Exercise details
Using the records below, write out again exactly the lines that begin at the line containing "after a rebuild." and end at the line containing "fn republish(&mut self)", and no other lines.
(Dataset begins)
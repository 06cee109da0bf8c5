//! Long-lived owner of the node table for one list view.

use serde::{Deserialize, Serialize};
use tracing::debug;

use crate::project::{project, row_of};
use crate::selection::{RowSelection, SelectionHandler, dispatch_selection, select_row};
use crate::synthesize::synthesize;
use crate::types::{ChangeRecord, Node, NodeId, NodeTable};

/// Row height handed to the list view, in pixels.
pub const DEFAULT_ROW_HEIGHT: u32 = 29;

/// When [`Reconciler::rebuild`] actually re-synthesizes the tree.
#[derive(Debug, Clone, Copy, Default, PartialEq, Eq, Serialize, Deserialize)]
#[serde(rename_all = "snake_case")]
pub enum RebuildPolicy {
    /// Re-synthesize on every rebuild. Expand state is still preserved.
    #[default]
    Always,
    /// Keep the current tree while the selection is the same as on the
    /// previous rebuild, even if the change list differs. The first rebuild
    /// always runs.
    SkipWhenSelectionUnchanged,
}

/// Configuration for a [`Reconciler`].
#[derive(Debug, Clone, PartialEq, Eq, Serialize, Deserialize)]
pub struct ReconcileConfig {
    pub policy: RebuildPolicy,
    pub row_height: u32,
}

impl Default for ReconcileConfig {
    fn default() -> Self {
        Self {
            policy: RebuildPolicy::Always,
            row_height: DEFAULT_ROW_HEIGHT,
        }
    }
}

/// Result of a [`Reconciler::rebuild`] call.
#[derive(Debug, Clone, Copy, PartialEq, Eq)]
pub enum RebuildOutcome {
    Rebuilt,
    Skipped,
}

/// Owns the node table across rebuilds and publishes the visible rows.
///
/// Rebuilds and toggles compose through the same table: a toggle sees the
/// table of the latest rebuild, and the next rebuild reads expand state from
/// the table the toggle left behind.
///
/// ```
/// use changelist::v1::{ChangeRecord, ChangeStatus, ReconcileConfig, Reconciler};
///
/// let mut view = Reconciler::new(ReconcileConfig::default());
/// view.rebuild(
///     vec![ChangeRecord::new("doc.sketch/page1/layer1", ChangeStatus::Modified)
///         .with_part_path(["doc.sketch", "page1", "layer1"])],
///     &[],
/// );
/// assert_eq!(view.row_count(), 1);
///
/// assert!(view.toggle_group("doc.sketch/page1", true));
/// let labels: Vec<&str> = view.current_view().iter().map(|n| n.label()).collect();
/// assert_eq!(labels, vec!["doc.sketch", "page1", "layer1"]);
/// ```
#[derive(Debug, Clone, Default)]
pub struct Reconciler {
    config: ReconcileConfig,
    table: NodeTable,
    changes: Vec<ChangeRecord>,
    /// Selection passed to the last rebuild that ran; `None` before the first.
    selection: Option<Vec<String>>,
    view: Vec<Node>,
}

impl Reconciler {
    pub fn new(config: ReconcileConfig) -> Self {
        Self {
            config,
            ..Default::default()
        }
    }

    pub fn config(&self) -> &ReconcileConfig {
        &self.config
    }

    /// Re-derive the tree for a new change list.
    ///
    /// `selection` holds the identifiers currently selected in the view; it
    /// only matters under [`RebuildPolicy::SkipWhenSelectionUnchanged`].
    pub fn rebuild(&mut self, changes: Vec<ChangeRecord>, selection: &[String]) -> RebuildOutcome {
        if self.config.policy == RebuildPolicy::SkipWhenSelectionUnchanged
            && self.selection.as_deref() == Some(selection)
        {
            debug!(
                "Skipping rebuild of {} changes, selection unchanged",
                changes.len()
            );
            return RebuildOutcome::Skipped;
        }

        self.table = synthesize(&changes, Some(&self.table));
        self.changes = changes;
        self.selection = Some(selection.to_vec());
        self.republish();
        RebuildOutcome::Rebuilt
    }

    /// Expand or collapse one group.
    ///
    /// Returns false, leaving everything untouched, when `group_id` is not a
    /// group in the current table.
    pub fn toggle_group(&mut self, group_id: &str, expanded: bool) -> bool {
        if !self.table.set_expanded(group_id, expanded) {
            debug!("Ignoring toggle of unknown group {}", group_id);
            return false;
        }
        self.resynthesize();
        true
    }

    /// Expand or collapse every group at once.
    pub fn set_all_expanded(&mut self, expanded: bool) {
        let ids: Vec<String> = self.table.groups().map(|g| g.group_id.clone()).collect();
        for id in &ids {
            self.table.set_expanded(id, expanded);
        }
        self.resynthesize();
    }

    /// Visible rows from the latest rebuild or toggle.
    pub fn current_view(&self) -> &[Node] {
        &self.view
    }

    pub fn row_count(&self) -> usize {
        self.view.len()
    }

    pub fn row_height(&self) -> u32 {
        self.config.row_height
    }

    /// Row currently showing `id`, for restoring a selection after a rebuild.
    pub fn row_of(&self, id: &NodeId) -> Option<usize> {
        row_of(&self.view, id)
    }

    pub fn select(&self, index: usize) -> Option<RowSelection<'_>> {
        select_row(&self.view, index)
    }

    pub fn dispatch_selection<H>(&self, index: usize, handler: &mut H) -> bool
    where
        H: SelectionHandler + ?Sized,
    {
        dispatch_selection(&self.view, index, handler)
    }

    pub fn table(&self) -> &NodeTable {
        &self.table
    }

    /// The change list the current table was synthesized from.
    pub fn changes(&self) -> &[ChangeRecord] {
        &self.changes
    }

    fn resynthesize(&mut self) {
        self.table = synthesize(&self.changes, Some(&self.table));
        self.republish();
    }

    fn republish(&mut self) {
        self.view = project(&self.table);
        debug!(
            "Published {} of {} nodes",
            self.view.len(),
            self.table.len()
        );
    }
}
(Dataset ends)
Completed task
    /// Row currently showing `id`, for restoring a selection after a rebuild.
    pub fn row_of(&self, id: &NodeId) -> Option<usize> {
        row_of(&self.view, id)
    }

    pub fn select(&self, index: usize) -> Option<RowSelection<'_>> {
        select_row(&self.view, index)
    }

    pub fn dispatch_selection<H>(&self, index: usize, handler: &mut H) -> bool
    where
        H: SelectionHandler + ?Sized,
    {
        dispatch_selection(&self.view, index, handler)
    }

    pub fn table(&self) -> &NodeTable {
        &self.table
    }

    /// The change list the current table was synthesized from.
    pub fn changes(&self) -> &[ChangeRecord] {
        &self.changes
    }

    fn resynthesize(&mut self) {
        self.table = synthesize(&self.changes, Some(&self.table));
        self.republish();
    }

    fn republish(&mut self) {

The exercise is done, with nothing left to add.